Béchamp or Pasteur? ― A Lost Chapter in the History of Biology
原 題:「Béchamp or Pasteur? - A Lost Chapter in the History of Biology」
著 者:Ethel Douglas Hume
出版年:1923
掲載本:「BÉCHAMP OR PASTEUR? - A LOST CHAPTER IN THE HISTORY OF BIOLOGY」(PDF)
THE MICROZYMAS
Laboratory Experiments
すでに見てきたように、ベシャンとパスツールが発酵の課題に目を向けた当時、生きている物質(living matter)に関しては極めて漠然とした概念しかなかった。原形質(protoplasm)やブラステーム(blastéme:芽体)といった大げさな名前は付けられていた。だが、アルブミノイド(albuminoids:硬蛋白質)が常に同一であると信じられていたほど、ほとんど知られていなかった。

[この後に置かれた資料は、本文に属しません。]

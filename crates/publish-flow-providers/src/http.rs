// crates/publish-flow-providers/src/http.rs
// ============================================================================
// Module: HTTP Reachability Probe
// Description: ReachabilityProbe backed by a blocking HTTP client.
// Purpose: Report the status of homepage and repository URLs.
// Dependencies: publish-flow-core, reqwest, tracing
// ============================================================================

//! ## Overview
//! The probe issues a single GET per URL and reports the final status code.
//! Transport failures (DNS, TLS, timeouts, malformed URLs) are encoded as
//! [`ProbeStatus::NETWORK_ERROR`] with the error text, so the validator can
//! render them like any other unreachable URL.

// ============================================================================
// SECTION: Imports
// ============================================================================

use std::time::Duration;

use publish_flow_core::ProbeStatus;
use publish_flow_core::ReachabilityProbe;
use reqwest::Url;
use reqwest::blocking::Client;
use reqwest::redirect::Policy;
use serde::Deserialize;
use thiserror::Error;
use tracing::debug;

// ============================================================================
// SECTION: Configuration
// ============================================================================

/// Configuration for the HTTP probe.
///
/// # Invariants
/// - `timeout_ms` applies to the full request lifecycle.
/// - Redirects are followed up to `max_redirects` hops when enabled.
#[derive(Debug, Clone, PartialEq, Eq, Deserialize)]
pub struct HttpProbeConfig {
    /// Request timeout in milliseconds.
    pub timeout_ms: u64,
    /// User agent string for outbound requests.
    pub user_agent: String,
    /// Follow redirects before reading the status.
    pub follow_redirects: bool,
    /// Maximum redirect hops when following.
    pub max_redirects: usize,
}

impl Default for HttpProbeConfig {
    fn default() -> Self {
        Self {
            timeout_ms: 10_000,
            user_agent: concat!("publish-flow/", env!("CARGO_PKG_VERSION")).to_string(),
            follow_redirects: true,
            max_redirects: 10,
        }
    }
}

/// Probe construction errors.
#[derive(Debug, Clone, PartialEq, Eq, Error)]
pub enum ProbeError {
    /// The configuration is unusable.
    #[error("probe config invalid: {0}")]
    InvalidConfig(String),
    /// The HTTP client could not be built.
    #[error("probe client build failed: {0}")]
    Client(String),
}

// ============================================================================
// SECTION: Probe
// ============================================================================

/// Reachability probe over HTTP(S).
pub struct HttpReachabilityProbe {
    /// HTTP client used for outbound requests.
    client: Client,
}

impl HttpReachabilityProbe {
    /// Creates a probe with the given configuration.
    ///
    /// # Errors
    ///
    /// Returns [`ProbeError`] when the configuration is invalid or the client
    /// cannot be created.
    pub fn new(config: &HttpProbeConfig) -> Result<Self, ProbeError> {
        if config.timeout_ms == 0 {
            return Err(ProbeError::InvalidConfig("timeout_ms must be greater than zero".to_string()));
        }
        let redirect = if config.follow_redirects {
            Policy::limited(config.max_redirects)
        } else {
            Policy::none()
        };
        let client = Client::builder()
            .timeout(Duration::from_millis(config.timeout_ms))
            .user_agent(config.user_agent.clone())
            .redirect(redirect)
            .build()
            .map_err(|err| ProbeError::Client(err.to_string()))?;
        Ok(Self {
            client,
        })
    }
}

impl ReachabilityProbe for HttpReachabilityProbe {
    fn probe(&self, url: &str) -> ProbeStatus {
        let parsed = match Url::parse(url) {
            Ok(parsed) => parsed,
            Err(err) => return ProbeStatus::network_error(format!("invalid url: {err}")),
        };
        if !matches!(parsed.scheme(), "http" | "https") {
            return ProbeStatus::network_error(format!("unsupported url scheme: {}", parsed.scheme()));
        }
        let status = match self.client.get(parsed).send() {
            Ok(response) => {
                let code = response.status();
                ProbeStatus::http(code.as_u16(), code.canonical_reason().unwrap_or_default())
            }
            Err(err) => ProbeStatus::network_error(err.to_string()),
        };
        debug!(url, status = status.status_code, message = %status.message, "probed url");
        status
    }
}
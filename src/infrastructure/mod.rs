#[cfg(test)]
pub mod memory_repo;
pub mod sqlite_repo;
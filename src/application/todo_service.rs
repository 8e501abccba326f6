use crate::domain::filter::Filter;
use crate::domain::repository::TodoRepository;
use crate::domain::todo::{CreateTodo, NewTodo, Tag, Todo, TodoError};
use anyhow::Result;
use async_trait::async_trait;

pub const DEFAULT_TAG: &str = "me";

#[async_trait]
pub trait TodoService: Send + Sync + 'static {
    async fn create(&self, input: CreateTodo) -> Result<Todo>;
    async fn count(&self, filter: Filter) -> Result<usize>;
}

#[derive(Clone)]
pub struct TodoServiceImpl<R: TodoRepository> {
    repo: R,
    default_tag: String,
}

impl<R: TodoRepository> TodoServiceImpl<R> {
    pub fn new(repo: R) -> Self { Self { repo, default_tag: DEFAULT_TAG.to_string() } }

    /// Tag assigned when a todo is created without one.
    pub fn with_default_tag(mut self, tag: impl Into<String>) -> Self {
        self.default_tag = tag.into();
        self
    }

    async fn resolve_tag(&self, name: &str) -> Result<Tag> {
        if let Some(tag) = self.repo.find_tag(name).await? {
            return Ok(tag);
        }
        let tag = self.repo.create_tag(name).await?;
        tracing::debug!(tag = %tag.name, "created tag");
        Ok(tag)
    }
}

#[async_trait]
impl<R: TodoRepository> TodoService for TodoServiceImpl<R> {
    async fn create(&self, input: CreateTodo) -> Result<Todo> {
        let title = input.title.trim();
        if title.is_empty() {
            return Err(TodoError::EmptyTitle.into());
        }
        let name = match input.tag.as_deref().map(str::trim) {
            Some(name) if !name.is_empty() => name,
            _ => self.default_tag.as_str(),
        };
        let tag = self.resolve_tag(name).await?;
        self.repo.create(NewTodo { title: title.to_string(), tag: Some(tag) }).await
    }

    async fn count(&self, filter: Filter) -> Result<usize> { self.repo.count_by_filter(filter).await }
}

ヴィルヒョー(Virchow)は、こう宣言することで問題を単純化しようとした。動物や植物の生命の単位(living units)は身体の細胞である、と。一方、ヘンレ(Henle)はそれとは逆に、以下のように述べてかなり前進した。細胞はそれ自体、微小な原子(minute atoms)によって構築されている、と。すなわち、分子顆粒(molecular granulations)である。これは、ちょうど細胞の内部で識別可能なのである。シュワン(Schwann)も、こう説いた。大気は限りなく小さな生きている有機体(living organisms)で満たされている、と。

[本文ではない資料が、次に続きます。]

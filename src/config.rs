use std::path::{Path, PathBuf};

use crate::application::todo_service::DEFAULT_TAG;
use crate::domain::filter::{Filter, ParseFilterError};

pub const DEFAULT_DATABASE_URL: &str = "sqlite://todos.db";
pub const DEFAULT_PAGE_SIZE: usize = 10;
pub const DEFAULT_LOG_FILE: &str = "todo.log";

#[derive(Debug, thiserror::Error, PartialEq, Eq)]
pub enum ConfigError {
    #[error("TODO_PAGE_SIZE must be a positive integer, got `{0}`")]
    PageSize(String),
    #[error("TODO_DEFAULT_FILTER: {0}")]
    Filter(#[from] ParseFilterError),
}

#[derive(Debug, Clone, PartialEq, Eq)]
pub struct Config {
    pub database_url: String,
    pub page_size: usize,
    pub default_tag: String,
    pub default_filter: Filter,
    pub log_file: Option<PathBuf>,
}

impl Default for Config {
    fn default() -> Self {
        Self {
            database_url: DEFAULT_DATABASE_URL.to_string(),
            page_size: DEFAULT_PAGE_SIZE,
            default_tag: DEFAULT_TAG.to_string(),
            default_filter: Filter::default(),
            log_file: None,
        }
    }
}

impl Config {
    /// Reads `.env` (when present) and then the process environment.
    pub fn from_env() -> Result<Self, ConfigError> {
        let _ = dotenvy::dotenv();
        Self::from_lookup(|key| std::env::var(key).ok())
    }

    pub fn from_lookup(lookup: impl Fn(&str) -> Option<String>) -> Result<Self, ConfigError> {
        let defaults = Self::default();
        let non_empty = |key: &str| lookup(key).filter(|v| !v.trim().is_empty());

        let page_size = match non_empty("TODO_PAGE_SIZE") {
            Some(raw) => parse_page_size(&raw)?,
            None => defaults.page_size,
        };
        let default_filter = match non_empty("TODO_DEFAULT_FILTER") {
            Some(raw) => raw.parse()?,
            None => defaults.default_filter,
        };

        Ok(Self {
            database_url: non_empty("DATABASE_URL").unwrap_or(defaults.database_url),
            page_size,
            default_tag: non_empty("TODO_DEFAULT_TAG").map(|t| t.trim().to_string()).unwrap_or(defaults.default_tag),
            default_filter,
            log_file: non_empty("TODO_LOG_FILE").map(PathBuf::from),
        })
    }
}

impl Config {
    /// `TODO_LOG_FILE`, or `todo.log` beside the database file.
    pub fn log_path(&self) -> PathBuf {
        if let Some(path) = &self.log_file {
            return path.clone();
        }
        match database_path(&self.database_url).as_deref().and_then(Path::parent) {
            Some(dir) => dir.join(DEFAULT_LOG_FILE),
            None => PathBuf::from(DEFAULT_LOG_FILE),
        }
    }
}

/// File behind a `sqlite:` URL; `None` for in-memory databases and other schemes.
pub fn database_path(database_url: &str) -> Option<PathBuf> {
    if database_url.contains(":memory:") {
        return None;
    }
    let path = database_url.strip_prefix("sqlite://").or_else(|| database_url.strip_prefix("sqlite:"))?;
    let path = path.split('?').next().unwrap_or(path);
    // On Windows, absolute paths may look like /C:/path
    let path = if cfg!(windows) && path.len() >= 3 && path.as_bytes()[0] == b'/' && path.as_bytes()[2] == b':' {
        &path[1..]
    } else {
        path
    };
    (!path.is_empty()).then(|| PathBuf::from(path))
}

pub fn parse_page_size(raw: &str) -> Result<usize, ConfigError> {
    match raw.trim().parse::<usize>() {
        Ok(n) if n > 0 => Ok(n),
        _ => Err(ConfigError::PageSize(raw.to_string())),
    }
}
use std::fmt;

use chrono::{DateTime, Utc};
use uuid::Uuid;

#[derive(Debug, Clone, PartialEq, Eq, Hash)]
pub struct TodoId(pub Uuid);

impl Default for TodoId {
    fn default() -> Self { Self(Uuid::new_v4()) }
}

impl fmt::Display for TodoId {
    fn fmt(&self, f: &mut fmt::Formatter<'_>) -> fmt::Result { self.0.fmt(f) }
}

#[derive(Debug, Clone, PartialEq, Eq, Hash)]
pub struct TagId(pub Uuid);

impl Default for TagId {
    fn default() -> Self { Self(Uuid::new_v4()) }
}

impl fmt::Display for TagId {
    fn fmt(&self, f: &mut fmt::Formatter<'_>) -> fmt::Result { self.0.fmt(f) }
}

#[derive(Debug, Clone, PartialEq, Eq)]
pub struct Tag {
    pub id: TagId,
    pub name: String,
    pub created_at: DateTime<Utc>,
}

#[derive(Debug, Clone, PartialEq, Eq)]
pub struct Todo {
    pub id: TodoId,
    pub title: String,
    pub completed_at: Option<DateTime<Utc>>,
    pub tag_id: Option<TagId>,
    /// Joined from the tag on read; never written back.
    pub tag_name: Option<String>,
    pub created_at: DateTime<Utc>,
    pub updated_at: DateTime<Utc>,
}

impl Todo {
    pub fn is_completed(&self) -> bool { self.completed_at.is_some() }
}

/// Input accepted by the application layer.
#[derive(Debug, Clone, Default)]
pub struct CreateTodo {
    pub title: String,
    pub tag: Option<String>,
}

/// Input accepted by a repository once the title is validated and the tag resolved.
#[derive(Debug, Clone)]
pub struct NewTodo {
    pub title: String,
    pub tag: Option<Tag>,
}

#[derive(Debug, thiserror::Error, PartialEq, Eq)]
pub enum TodoError {
    #[error("todo title must not be empty")]
    EmptyTitle,
}
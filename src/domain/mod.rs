pub mod filter;
pub mod repository;
pub mod todo;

その後、ベシャンとパストゥールが世に現れた。パストゥールはまず発酵の自然発生(spontaneous origin)を肯定した。一方、同時にベシャンは酵母やその他の有機体が空気中に浮遊していることを否定できないほどに実証した。
ついにパストゥールは、ベシャンの啓蒙的な見解によって改心し、大気中の芽胞(germs)に熱中するようになった。これまで見てきたように、流行に敏感なエリートの集まりの前で、芽胞の解明の功績はすべて自分のものだと主張した。しかし、その後すぐに、彼は正に開化した。彼は間もなく、病気、すなわちペブリン病(pébrine)の原因が寄生因子(parasitic origin)であることを否定するようになったのである。この病気は、純粋に寄生因子(parasite)によって引き起こされている。一方、この見解に対して真逆に位置する彼の生体物質(living matter)に関する考え方は、従来の古い考え方から何ら進歩していなかった。すなわち、生体(living body)は一種の化学的装置に過ぎないと考えていたのである。彼にとって、身体には実際に生きているもの(actually alive)は何も含まれていない;その素晴らしい働きが、パストゥールに生きている自律的な存在(living autonomous agents)を示唆することはなかった。

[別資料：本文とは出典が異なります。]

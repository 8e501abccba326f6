use std::sync::{
    atomic::{AtomicBool, Ordering},
    Arc, Mutex, MutexGuard,
};

use anyhow::{anyhow, bail, Result};
use async_trait::async_trait;
use chrono::{DateTime, Duration, Utc};
use uuid::Uuid;

use crate::domain::{
    filter::Filter,
    repository::{TodoRepository, TodoStore},
    todo::{NewTodo, Tag, TagId, Todo, TodoId},
};

#[derive(Default)]
struct State {
    todos: Vec<Todo>,
    tags: Vec<Tag>,
    last_tick: Option<DateTime<Utc>>,
}

impl State {
    /// Strictly increasing, so two writes never share an `updated_at`.
    fn tick(&mut self) -> DateTime<Utc> {
        let now = Utc::now();
        let at = match self.last_tick {
            Some(last) if now <= last => last + Duration::nanoseconds(1),
            _ => now,
        };
        self.last_tick = Some(at);
        at
    }

    fn sorted(&self, filter: Filter) -> Vec<&Todo> {
        let mut todos: Vec<&Todo> = self.todos.iter().filter(|t| filter.matches(t)).collect();
        todos.sort_by(|a, b| b.updated_at.cmp(&a.updated_at));
        todos
    }
}

/// Process-local store with switches that make reads or writes fail.
#[derive(Clone, Default)]
pub struct MemoryTodoRepository {
    state: Arc<Mutex<State>>,
    fail_reads: Arc<AtomicBool>,
    fail_writes: Arc<AtomicBool>,
}

impl MemoryTodoRepository {
    pub fn new() -> Self { Self::default() }

    pub fn fail_reads(&self, fail: bool) { self.fail_reads.store(fail, Ordering::SeqCst); }

    pub fn fail_writes(&self, fail: bool) { self.fail_writes.store(fail, Ordering::SeqCst); }

    fn lock(&self) -> Result<MutexGuard<'_, State>> {
        self.state.lock().map_err(|_| anyhow!("memory store lock poisoned"))
    }

    fn check_read(&self) -> Result<()> {
        if self.fail_reads.load(Ordering::SeqCst) {
            bail!("simulated read failure");
        }
        Ok(())
    }

    fn check_write(&self) -> Result<()> {
        if self.fail_writes.load(Ordering::SeqCst) {
            bail!("simulated write failure");
        }
        Ok(())
    }
}

#[async_trait]
impl TodoStore for MemoryTodoRepository {
    async fn count_by_filter(&self, filter: Filter) -> Result<usize> {
        self.check_read()?;
        Ok(self.lock()?.todos.iter().filter(|t| filter.matches(t)).count())
    }

    async fn read_page(&self, filter: Filter, limit: usize, offset: usize) -> Result<Vec<Todo>> {
        self.check_read()?;
        let state = self.lock()?;
        Ok(state.sorted(filter).into_iter().skip(offset).take(limit).cloned().collect())
    }

    async fn save_todo(&self, todo: &Todo) -> Result<Todo> {
        self.check_write()?;
        let mut state = self.lock()?;
        let mut saved = todo.clone();
        saved.updated_at = state.tick();
        saved.tag_name = saved
            .tag_id
            .as_ref()
            .and_then(|id| state.tags.iter().find(|t| &t.id == id))
            .map(|t| t.name.clone());
        match state.todos.iter().position(|t| t.id == saved.id) {
            Some(i) => state.todos[i] = saved.clone(),
            None => state.todos.push(saved.clone()),
        }
        Ok(saved)
    }
}

#[async_trait]
impl TodoRepository for MemoryTodoRepository {
    async fn init(&self) -> Result<()> { Ok(()) }

    async fn create(&self, input: NewTodo) -> Result<Todo> {
        self.check_write()?;
        let mut state = self.lock()?;
        let now = state.tick();
        let todo = Todo {
            id: TodoId(Uuid::new_v4()),
            title: input.title,
            completed_at: None,
            tag_id: input.tag.as_ref().map(|t| t.id.clone()),
            tag_name: input.tag.map(|t| t.name),
            created_at: now,
            updated_at: now,
        };
        state.todos.push(todo.clone());
        Ok(todo)
    }

    async fn get(&self, id: &TodoId) -> Result<Option<Todo>> {
        self.check_read()?;
        Ok(self.lock()?.todos.iter().find(|t| &t.id == id).cloned())
    }

    async fn find_tag(&self, name: &str) -> Result<Option<Tag>> {
        self.check_read()?;
        Ok(self.lock()?.tags.iter().find(|t| t.name == name).cloned())
    }

    async fn create_tag(&self, name: &str) -> Result<Tag> {
        self.check_write()?;
        let mut state = self.lock()?;
        if state.tags.iter().any(|t| t.name == name) {
            bail!("tag `{name}` already exists");
        }
        let tag = Tag { id: TagId(Uuid::new_v4()), name: name.to_string(), created_at: state.tick() };
        state.tags.push(tag.clone());
        Ok(tag)
    }
}

#[cfg(test)]
mod tests {
    use super::*;

    #[tokio::test]
    async fn pages_newest_first_under_filter() {
        let repo = MemoryTodoRepository::new();
        for i in 0..5 {
            repo.create(NewTodo { title: format!("t{i}"), tag: None }).await.unwrap();
        }
        let page = repo.read_page(Filter::All, 2, 0).await.unwrap();
        let titles: Vec<_> = page.iter().map(|t| t.title.as_str()).collect();
        assert_eq!(titles, ["t4", "t3"]);

        let mut done = page[1].clone();
        done.completed_at = Some(Utc::now());
        repo.save_todo(&done).await.unwrap();

        assert_eq!(repo.count_by_filter(Filter::Finished).await.unwrap(), 1);
        assert_eq!(repo.count_by_filter(Filter::Unfinished).await.unwrap(), 4);
        let first = repo.read_page(Filter::All, 1, 0).await.unwrap();
        assert_eq!(first[0].title, "t3", "save refreshes updated_at");
    }

    #[tokio::test]
    async fn failure_switches() {
        let repo = MemoryTodoRepository::new();
        repo.fail_reads(true);
        assert!(repo.count_by_filter(Filter::All).await.is_err());
        repo.fail_reads(false);
        repo.fail_writes(true);
        assert!(repo.create(NewTodo { title: "x".into(), tag: None }).await.is_err());
        assert_eq!(repo.count_by_filter(Filter::All).await.unwrap(), 0);
    }
}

もちろん、公平を期すために言っておくと、パストゥールが肉体を理解しなければならない理由は何もない。 彼は医学的、生理学的、生物学的な訓練を受けたこともない。かつ、博物学者(naturalist)としての気概もない。化学者であったとはいえ、彼が注目した科学分野には適性がなかったようだ。彼が理学士の学位を取得したとき、試験官は卒業証書に注釈を添えた。そこには「化学は凡庸」とだけ書かれていた。
彼は他人の考えを理解するのが特別早かったわけでもないようだ。ベシャンのペブリン病(pébrine)に関する説明の正しさに気づくまで、どんなに長い時間がかかったことか。彼の頭脳(mind)が鋭敏であったのは、世俗的な知恵においてであった。幸運は彼に味方し、彼は常に機会を捉えようと目を光らせていた;しかし悲しいことに、彼は誰かの犠牲の上に自分を押し通すことに抵抗がなかったようだ。例え、それによって科学の進歩が妨げられるかもしれなくても。我々は彼の立派な粘り強さとエネルギーがこのように悪用されたことを嘆くしかない。
パストゥールが生命について、空気中に生きている有機体(living organisms)が存在するという事実以外何も学ばなかった一方で、ベシャン教授はたゆまぬ実験を続けた。運命は彼に救いの手を差し伸べた。エストール教授(Professor Estor)である。彼は、訓練と経験によって十分な資質を備えたもう一人の研究者であった。この2人の科学者は勤勉である。また、日々の研鑽によって精神が鍛えられている。そして、彼らの発見は一貫して臨床観察に基づくものであった。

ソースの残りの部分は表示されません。